I am frequently asked what is different about our approach to rating stocks and how have we have fared on stock picks.
The easiest way to answer this is to talk about the benefits of quantitative modeling and to give a few examples of how our long-term approach works.
TheStreet.com Ratings approach utilizes a quantitative computerized model. Every night we load information on thousands of stocks into our computers and generate views of the whole market, not just a sector. These are consistent views that utilize a series of proprietary algorithms we have developed and fine-tuned over several years.
The net result is that we get action signals normally within a day of major price moves or earnings events for more than 6,000 stocks and ADRs. These are not biased signals. We get both upward and downward trend price indicators, and for those stocks that cross our ratings boundaries we issue recommendation changes to buy, hold or sell.
This objective standard creates ratings on published results, consensus earnings estimates, and real price moves -- not rumors. It is also provides a very convenient way to keep track of the relative values of stocks.
I could go on and detail the micro-steps, none of which could be replicated without a Ph.D. in statistics and five years dedicated to the effort, but what really matters is results.
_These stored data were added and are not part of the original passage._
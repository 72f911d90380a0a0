// SPDX-License-Identifier: CEPL-1.0
//! Backend-agnostic frame core: pipeline state, the presentable image chain,
//! the per-frame orchestrator and the scene data it draws.

pub mod device;
pub mod mesh;
pub mod pipeline;
pub mod render_system;
pub mod renderer;
pub mod scene;
pub mod swapchain;

#[cfg(test)]
mod testing;

pub use device::Device;
pub use mesh::{Mesh, MeshArena, MeshData, MeshHandle, Vertex};
pub use pipeline::{Pipeline, PipelineConfig};
pub use render_system::{PushConstantData, ShaderSource, SimpleRenderSystem, TransformMode};
pub use renderer::{Frame, Renderer};
pub use scene::{ObjectId, ObjectIdAllocator, Scene, SceneObject};
pub use swapchain::ImageChain;

#[derive(Clone, Copy, Debug, Default, PartialEq, Eq, Hash)]
pub struct RenderSize {
    pub width: u32,
    pub height: u32,
}

impl RenderSize {
    pub const fn new(width: u32, height: u32) -> Self {
        Self { width, height }
    }

    /// True while the window is minimized or otherwise has no drawable area.
    pub fn is_zero(self) -> bool {
        self.width == 0 || self.height == 0
    }

    /// Width over height, or 0 for a zero-height extent.
    pub fn aspect_ratio(self) -> f32 {
        if self.height == 0 {
            return 0.0;
        }
        self.width as f32 / self.height as f32
    }
}

/// The windowing collaborator as seen by the frame core.
pub trait ExtentSource {
    /// Current drawable size in pixels.
    fn extent(&self) -> RenderSize;

    /// Blocks until at least one window event has been processed.
    fn wait_events(&mut self);
}

#[cfg(test)]
mod tests {
    use super::*;

    #[test]
    fn zero_extent_detection() {
        assert!(RenderSize::new(0, 600).is_zero());
        assert!(RenderSize::new(800, 0).is_zero());
        assert!(!RenderSize::new(1, 1).is_zero());
    }

    #[test]
    fn aspect_ratio_is_width_over_height() {
        assert_eq!(RenderSize::new(800, 400).aspect_ratio(), 2.0);
    }

    #[test]
    fn zero_height_has_no_aspect_ratio() {
        assert_eq!(RenderSize::new(800, 0).aspect_ratio(), 0.0);
        assert_eq!(RenderSize::default().aspect_ratio(), 0.0);
    }
}
// SPDX-License-Identifier: CEPL-1.0
//! Vulkan backend for the frame core.

mod context;
mod convert;
mod device;
mod surface;

use bismuth_render::ShaderSource;
use std::path::PathBuf;

pub use device::VkDevice;
pub use surface::VkVsyncMode;

/// Where `build.rs` wrote the compiled SPIR-V.
pub const SHADER_DIR: &str = env!("OUT_DIR");

const SIMPLE_VERT_SPV: &[u8] = include_bytes!(concat!(env!("OUT_DIR"), "/simple.vert.spv"));
const SIMPLE_FRAG_SPV: &[u8] = include_bytes!(concat!(env!("OUT_DIR"), "/simple.frag.spv"));

/// The simple vertex/fragment pair baked into the binary at build time.
pub fn embedded_shaders() -> ShaderSource {
    ShaderSource::Bytecode {
        vert: SIMPLE_VERT_SPV.to_vec(),
        frag: SIMPLE_FRAG_SPV.to_vec(),
    }
}

#[derive(Clone, Debug)]
pub struct VkDeviceConfig {
    pub vsync: bool,
    pub vsync_mode: VkVsyncMode,
    /// Directory for the on-disk pipeline cache; `None` keeps it in memory.
    pub pipeline_cache_dir: Option<PathBuf>,
}

impl Default for VkDeviceConfig {
    fn default() -> Self {
        Self {
            vsync: true,
            vsync_mode: VkVsyncMode::Fifo,
            pipeline_cache_dir: None,
        }
    }
}

#[cfg(test)]
mod tests {
    use super::*;

    #[test]
    fn embedded_shaders_are_spirv() {
        let ShaderSource::Bytecode { vert, frag } = embedded_shaders() else {
            panic!("expected bytecode");
        };
        for code in [vert, frag] {
            assert_eq!(code.len() % 4, 0);
            assert_eq!(&code[..4], &0x0723_0203u32.to_le_bytes());
        }
    }

    #[test]
    fn default_config_is_vsynced_fifo() {
        let cfg = VkDeviceConfig::default();
        assert!(cfg.vsync);
        assert_eq!(cfg.vsync_mode, VkVsyncMode::Fifo);
        assert!(cfg.pipeline_cache_dir.is_none());
    }
}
With that said, here are five examples of stocks in different sectors that we rated as buys as of April 1, 2006. We also discuss their outcome over the last 12 months and why we still like them.
So here's the director's cut: five top picks that are still attractive:
We issued a buy rating on July 28, 2005, at $28.70. The stock closed yesterday at $109.91 and is still attractive as a play on the metals cycle.
This $10 billion market-cap steel company also produces specialty materials including super stainless steel, nickel and titanium alloys. Last year, about 75% of sales came from the U.S. and 25% from a variety of international regions.
Recent results have exceeded expectations, and the earnings outlook is very positive for ATI, with an $8.23 consensus earnings estimate for 2008, up 12% from the estimated $7.39 for 2007 which was up dramatically from $5.44 in 2006.
The stock set a new high in January when Allegheny announced that it had signed a long-term sourcing agreement with GE Aviation for the supply of premium titanium, nickel-based super-alloy and vacuum-melted specialty alloy products for commercial and military jet engine applications. The total revenue generated from this agreement, plus direct sales to GE Aviation for the period of 2007 through 2011, may exceed $2 billion.
Note that this is a high-beta stock. It has a propensity to lead the market up or down. The 12-month total return exceeded 70% as of April 12, 2007. Expect the company to release earnings on April 25 and to further reinforce its positive environment.
- Precision Castparts (PCP) (Industrials)
We have had a buy rating on this stock for the past two years, during which time the stock has nearly tripled. This is a play on the aerospace and defense industry, which continues to be in full swing as the U.S. continues fighting two wars. While the stock does not have a significant dividend, we do like the overall total return outlook going into next year.
To grow the company, Precision Castparts has completed nearly 35 acquisitions since 1985. Over the last year, the company acquired GSC Foundries, McWilliams Forge and Cherry Aerospace. These acquisitions, which should be accretive to the company's 2007 earnings, expand its casting, forging and fastener product offerings. Also, Precision announced acquisitions during 2006 totaling roughly $700 million.
The company's fundamentals remain strong. PCP has been generating strong cash flow from its operating activities (more than doubled from $212.90 million to $466.80 million in the first nine months of FY06), which has been more than sufficient to fund its capital expenditures.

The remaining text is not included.